Closed kouxichao closed 5 years ago
TLDR: try an approach like the one in this paper, and if you really want to use the SiamFC, post the code that is giving you the NaN's. Have you made sure that your images are in the correct range? The network expects pixels in the range [0, 1] and not [0, 255].
Warning: Big text ahead
First of all, I don't believe this approach is the most appropriate for your problem. The SiamFC has a tradeoff between its semantic and spatial information capacity. To understand what I mean, see the following picture that illustrates how the network maps between the input (left) and its embedding (right). As the network is Fully Convolutional, the embedding is a 2D mapping, and each element is a function of a restricted region of the input (shown with the semitransparent colored masks on the input). The size of these regions is the Receptive Field of the output layer, which depends on the network's parameters and can be changed. Each element of the embedding, then, only "sees" a part of the input, and can only learn based on that restricted region, so the kind of semantic categories it can learn are more restricted the smaller the receptive field. Simplifying a lot, in the image, we could say that the network could be capable of learning and being able to discriminate the head or the belly of a zebra, but not the whole zebra, since the receptive field is not big enough to cover the zebra completely. By contrast the network preserves some of the spatial information about the input image. Even though we don't know what output the network will give for the head, neck and belly of the zebra, we know that in the embedding they will be ordered just as they are ordered in the input. The larger the receptive field the more semantic information the network might be able to learn, but the smaller the size of the embedding (I'll let you figure why, hint: think of a FullyConv net as a single conv layer with a kernel with the size of the receptive field), and the less spatial information the embedding has. You can see this phenomenon in the following image, where we change the receptive field of the network (phi) and when the receptive field is equal to the image size, the embedding is a single vector instead of a 2D mapping of vectors.

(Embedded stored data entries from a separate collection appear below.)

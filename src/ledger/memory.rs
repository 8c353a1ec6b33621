//! In-process model of the attestation registry
//!
//! Applies the registry's rules (schema existence, per-attester nonces,
//! delegated signature checks, proxy single-use signatures, deadlines,
//! revocation) against in-memory state. Used by `--dev-mode` and tests.
//!
//! Calls are applied at submit time; a rejected call never produces a
//! pending transaction.

use alloy_primitives::{keccak256, Address, B256, U256};
use async_trait::async_trait;
use std::collections::{HashMap, HashSet};
use std::sync::atomic::{AtomicBool, Ordering};
use tokio::sync::Mutex;
use tracing::debug;

use super::{LedgerCall, LedgerGateway, PendingSubmission, Receipt};
use crate::codec::abi::Packed;
use crate::codec::schema_uid;
use crate::signing::{AttestationRequest, AttestationSigner, DelegatedAttestation, DelegationTarget, Wallet};
use crate::types::{unix_now, NotaryError, Result, SubmissionFailure};

const DEFAULT_GAS: u64 = 120_000;

#[derive(Debug, Clone)]
pub struct SchemaRecord {
    pub spec: String,
    pub resolver: Address,
    pub revocable: bool,
}

#[derive(Debug, Clone)]
pub struct AttestationRecord {
    pub schema: B256,
    pub recipient: Address,
    pub attester: Address,
    pub time: u64,
    pub expiration_time: u64,
    pub revocation_time: u64,
    pub revocable: bool,
    pub ref_uid: B256,
    pub data: Vec<u8>,
}

#[derive(Debug, Clone)]
struct ProxyRecord {
    name: String,
    version: String,
}

#[derive(Debug, Default)]
struct ResolverRecord {
    owner: Address,
    target_attester: Option<Address>,
}

#[derive(Default)]
struct State {
    block: u64,
    tx_count: u64,
    schemas: HashMap<B256, SchemaRecord>,
    attestations: HashMap<B256, AttestationRecord>,
    nonces: HashMap<Address, U256>,
    proxies: HashMap<Address, ProxyRecord>,
    used_signatures: HashSet<(Address, [u8; 65])>,
    offchain_revocations: HashMap<(Address, B256), u64>,
    resolvers: HashMap<Address, ResolverRecord>,
    receipts: HashMap<B256, Receipt>,
    injected_failure: Option<SubmissionFailure>,
}

/// Registry model keyed to one chain and one registry address
pub struct InMemoryLedger {
    chain_id: u64,
    eas: Address,
    registry: Address,
    eas_version: String,
    stall: AtomicBool,
    state: Mutex<State>,
}

impl InMemoryLedger {
    pub fn new(chain_id: u64, eas: Address, registry: Address, eas_version: impl Into<String>) -> Self {
        Self {
            chain_id,
            eas,
            registry,
            eas_version: eas_version.into(),
            stall: AtomicBool::new(false),
            state: Mutex::new(State::default()),
        }
    }

    /// Deploy a delegation proxy with its signing domain
    pub async fn deploy_proxy(&self, address: Address, name: &str, version: &str) {
        self.state.lock().await.proxies.insert(
            address,
            ProxyRecord {
                name: name.to_string(),
                version: version.to_string(),
            },
        );
    }

    /// Register a schema without a transaction (startup seeding)
    pub async fn seed_schema(&self, spec: &str, resolver: Address, revocable: bool) -> B256 {
        let uid = schema_uid(spec, &resolver, revocable);
        self.state.lock().await.schemas.insert(
            uid,
            SchemaRecord {
                spec: spec.to_string(),
                resolver,
                revocable,
            },
        );
        uid
    }

    /// Consume a delegation nonce as an outside submitter would
    pub async fn advance_nonce(&self, attester: Address) {
        let mut state = self.state.lock().await;
        let nonce = state.nonces.entry(attester).or_default();
        *nonce += U256::from(1);
    }

    /// Hold every finalization until released
    pub fn stall_finalization(&self, stalled: bool) {
        self.stall.store(stalled, Ordering::SeqCst);
    }

    /// Reject the next submission with `failure`
    pub async fn inject_failure(&self, failure: SubmissionFailure) {
        self.state.lock().await.injected_failure = Some(failure);
    }

    pub async fn attestation(&self, uid: &B256) -> Option<AttestationRecord> {
        self.state.lock().await.attestations.get(uid).cloned()
    }

    pub async fn schema(&self, uid: &B256) -> Option<SchemaRecord> {
        self.state.lock().await.schemas.get(uid).cloned()
    }

    pub async fn offchain_revocation(&self, revoker: Address, digest: B256) -> Option<u64> {
        self.state.lock().await.offchain_revocations.get(&(revoker, digest)).copied()
    }

    pub async fn target_attester(&self, resolver: Address) -> Option<Address> {
        self.state
            .lock()
            .await
            .resolvers
            .get(&resolver)
            .and_then(|r| r.target_attester)
    }

    fn signer(&self) -> AttestationSigner {
        AttestationSigner::new(self.chain_id, self.eas, self.eas_version.clone())
    }

    fn check_contract(&self, expected: Address, actual: Address) -> Result<()> {
        if expected != actual {
            return Err(reverted(format!("no registry deployed at {actual}")));
        }
        Ok(())
    }

    fn apply(&self, state: &mut State, call: LedgerCall, sender: Address) -> Result<Option<B256>> {
        let now = unix_now();
        match call {
            LedgerCall::Attest { eas, request } => {
                self.check_contract(self.eas, eas)?;
                attest(state, &request, sender, now).map(Some)
            }
            LedgerCall::AttestByDelegation { eas, delegated } => {
                self.check_contract(self.eas, eas)?;
                check_deadline(&delegated, now)?;

                let current = state.nonces.get(&delegated.attester).copied().unwrap_or_default();
                let domain = self.signer().delegation_domain(&DelegationTarget::Eas);
                let expected = DelegatedAttestation {
                    nonce: current,
                    domain,
                    target: DelegationTarget::Eas,
                    ..delegated.clone()
                };
                if !expected.verify() {
                    return Err(NotaryError::submission(
                        SubmissionFailure::InvalidSignature,
                        "signature does not match attester and current nonce",
                    ));
                }

                let uid = attest(state, &delegated.request, delegated.attester, now)?;
                state.nonces.insert(delegated.attester, current + U256::from(1));
                Ok(Some(uid))
            }
            LedgerCall::AttestByDelegationProxy { proxy, delegated } => {
                let record = state
                    .proxies
                    .get(&proxy)
                    .cloned()
                    .ok_or_else(|| reverted(format!("no proxy deployed at {proxy}")))?;
                check_deadline(&delegated, now)?;

                let target = DelegationTarget::Proxy {
                    address: proxy,
                    name: record.name,
                    version: record.version,
                };
                let expected = DelegatedAttestation {
                    domain: self.signer().delegation_domain(&target),
                    target,
                    ..delegated.clone()
                };
                if !expected.verify() {
                    return Err(NotaryError::submission(
                        SubmissionFailure::InvalidSignature,
                        "signature does not recover to attester",
                    ));
                }

                let key = (proxy, delegated.signature.to_bytes());
                if state.used_signatures.contains(&key) {
                    return Err(NotaryError::submission(
                        SubmissionFailure::SignatureReused,
                        "signature already used",
                    ));
                }

                // The proxy is the on-ledger attester of record
                let uid = attest(state, &delegated.request, proxy, now)?;
                state.used_signatures.insert(key);
                Ok(Some(uid))
            }
            LedgerCall::Revoke { eas, schema, uid } => {
                self.check_contract(self.eas, eas)?;
                revoke(state, schema, uid, sender, now)?;
                Ok(None)
            }
            LedgerCall::RevokeOffchain { eas, digest } => {
                self.check_contract(self.eas, eas)?;
                if state.offchain_revocations.contains_key(&(sender, digest)) {
                    return Err(NotaryError::submission(
                        SubmissionFailure::AlreadyRevoked,
                        "digest already revoked off-ledger",
                    ));
                }
                state.offchain_revocations.insert((sender, digest), now);
                Ok(None)
            }
            LedgerCall::RegisterSchema {
                registry,
                spec,
                resolver,
                revocable,
            } => {
                self.check_contract(self.registry, registry)?;
                let uid = schema_uid(&spec, &resolver, revocable);
                if state.schemas.contains_key(&uid) {
                    return Err(NotaryError::submission(
                        SubmissionFailure::AlreadyExists,
                        "schema already registered",
                    ));
                }
                state.schemas.insert(
                    uid,
                    SchemaRecord {
                        spec,
                        resolver,
                        revocable,
                    },
                );
                Ok(None)
            }
            LedgerCall::SetTargetAttester { resolver, attester } => {
                let record = state.resolvers.entry(resolver).or_insert_with(|| ResolverRecord {
                    owner: sender,
                    target_attester: None,
                });
                if record.owner != sender {
                    return Err(NotaryError::submission(
                        SubmissionFailure::AccessDenied,
                        "only the resolver owner may change the target attester",
                    ));
                }
                record.target_attester = Some(attester);
                Ok(None)
            }
        }
    }
}

fn reverted(message: String) -> NotaryError {
    NotaryError::submission(SubmissionFailure::Reverted, message)
}

fn check_deadline(delegated: &DelegatedAttestation, now: u64) -> Result<()> {
    if delegated.is_expired(now) {
        return Err(NotaryError::submission(
            SubmissionFailure::DeadlineExpired,
            format!("deadline {} passed", delegated.deadline),
        ));
    }
    Ok(())
}

fn attest(state: &mut State, request: &AttestationRequest, attester: Address, now: u64) -> Result<B256> {
    let schema = state.schemas.get(&request.schema).ok_or_else(|| {
        NotaryError::submission(SubmissionFailure::InvalidSchema, "schema is not registered")
    })?;

    if request.expiration_time != 0 && request.expiration_time <= now {
        return Err(reverted("expiration time is in the past".into()));
    }
    if request.revocable && !schema.revocable {
        return Err(NotaryError::submission(
            SubmissionFailure::Irrevocable,
            "schema does not allow revocable attestations",
        ));
    }
    if request.ref_uid != B256::ZERO && !state.attestations.contains_key(&request.ref_uid) {
        return Err(NotaryError::submission(
            SubmissionFailure::NotFound,
            "referenced attestation does not exist",
        ));
    }
    if let Some(target) = state
        .resolvers
        .get(&schema.resolver)
        .and_then(|r| r.target_attester)
    {
        if target != attester {
            return Err(NotaryError::submission(
                SubmissionFailure::AccessDenied,
                "resolver rejected attester",
            ));
        }
    }

    let record = AttestationRecord {
        schema: request.schema,
        recipient: request.recipient,
        attester,
        time: now,
        expiration_time: request.expiration_time,
        revocation_time: 0,
        revocable: request.revocable,
        ref_uid: request.ref_uid,
        data: request.data.clone(),
    };

    let mut bump = 0u32;
    let uid = loop {
        let uid = attestation_uid(&record, bump);
        if !state.attestations.contains_key(&uid) {
            break uid;
        }
        bump += 1;
    };
    state.attestations.insert(uid, record);
    Ok(uid)
}

fn revoke(state: &mut State, schema: B256, uid: B256, sender: Address, now: u64) -> Result<()> {
    let record = state
        .attestations
        .get_mut(&uid)
        .ok_or_else(|| NotaryError::submission(SubmissionFailure::NotFound, "attestation not found"))?;

    if record.schema != schema {
        return Err(NotaryError::submission(
            SubmissionFailure::InvalidSchema,
            "attestation belongs to another schema",
        ));
    }
    if record.attester != sender {
        return Err(NotaryError::submission(
            SubmissionFailure::AccessDenied,
            "only the attester may revoke",
        ));
    }
    if !record.revocable {
        return Err(NotaryError::submission(
            SubmissionFailure::Irrevocable,
            "attestation is irrevocable",
        ));
    }
    if record.revocation_time != 0 {
        return Err(NotaryError::submission(
            SubmissionFailure::AlreadyRevoked,
            "attestation already revoked",
        ));
    }
    record.revocation_time = now;
    Ok(())
}

/// Registry UID of an on-ledger attestation
pub fn attestation_uid(record: &AttestationRecord, bump: u32) -> B256 {
    Packed::new()
        .bytes(record.schema.as_slice())
        .address(&record.recipient)
        .address(&record.attester)
        .u64(record.time)
        .u64(record.expiration_time)
        .bool(record.revocable)
        .bytes(record.ref_uid.as_slice())
        .bytes(&record.data)
        .u32(bump)
        .keccak()
}

#[async_trait]
impl LedgerGateway for InMemoryLedger {
    fn name(&self) -> &'static str {
        "memory"
    }

    async fn chain_id(&self) -> Result<u64> {
        Ok(self.chain_id)
    }

    async fn nonce(&self, eas: Address, attester: Address) -> Result<U256> {
        self.check_contract(self.eas, eas)?;
        Ok(self.state.lock().await.nonces.get(&attester).copied().unwrap_or_default())
    }

    async fn submit(&self, call: LedgerCall, sender: &Wallet) -> Result<PendingSubmission> {
        let label = call.label();
        let mut state = self.state.lock().await;

        if let Some(failure) = state.injected_failure.take() {
            return Err(NotaryError::submission(failure, "injected failure"));
        }

        let attestation_uid = self.apply(&mut state, call, sender.address())?;

        state.tx_count += 1;
        state.block += 1;
        let mut seed = sender.address().to_vec();
        seed.extend_from_slice(&state.tx_count.to_be_bytes());
        let tx_hash = keccak256(seed);

        let receipt = Receipt {
            tx_hash,
            block_number: state.block,
            gas_used: DEFAULT_GAS,
            attestation_uid,
        };
        state.receipts.insert(tx_hash, receipt);
        debug!(tx = %tx_hash, call = label, "memory ledger applied call");

        Ok(PendingSubmission {
            tx_hash,
            sender: sender.address(),
            call: label,
        })
    }

    async fn finalize(&self, pending: &PendingSubmission) -> Result<Receipt> {
        if self.stall.load(Ordering::SeqCst) {
            futures::future::pending::<()>().await;
        }
        self.state
            .lock()
            .await
            .receipts
            .get(&pending.tx_hash)
            .cloned()
            .ok_or_else(|| NotaryError::submission(SubmissionFailure::Dropped, "transaction unknown"))
    }
}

One of the points of the SiamFC architecture is that the correlation operation is highly dependent on the spatial information, and can work well even if the network hasn't "learned" to encode that much semantic information, but that assumes that most of the scene is not going to change between your template and your search image, if you're going to compare objects of the same class in different scenes, with very different poses, etc, what you want is to have a network that has some sort of semantic invariance, like the original facenet paper, where faces from the same subject are mapped near to each other, independently of the pose, backgroud, etc.
In other words: The tracking problem assumes that the appearance of the object doesn't change that much between close frames. If your problem doesn't have this assumption I would suggest a similarity function based on the euclidean distance between the embeddings instead of the SiamFC's correlation based one.
As you said, SiamFC is not suitable for this type of problem, I intend to give up this approach. the RepMet you suggested is exactly what I want to use, I will try it.
Thank you very much for your detailed answers and suggestions.
I want to use this project to achieve the object matching function, calculate the features of the two images like face recognition and then get the similarity measure to judge whether it is the same object.
I calculate the score map directly on the two object images, and often get the results of nan, inf and so on. I saw that the last convolution of the model was to use the features of the template image as a weight to convolve the input image, which caused a large number of values.
I don't know if there are any good suggestions, thank you.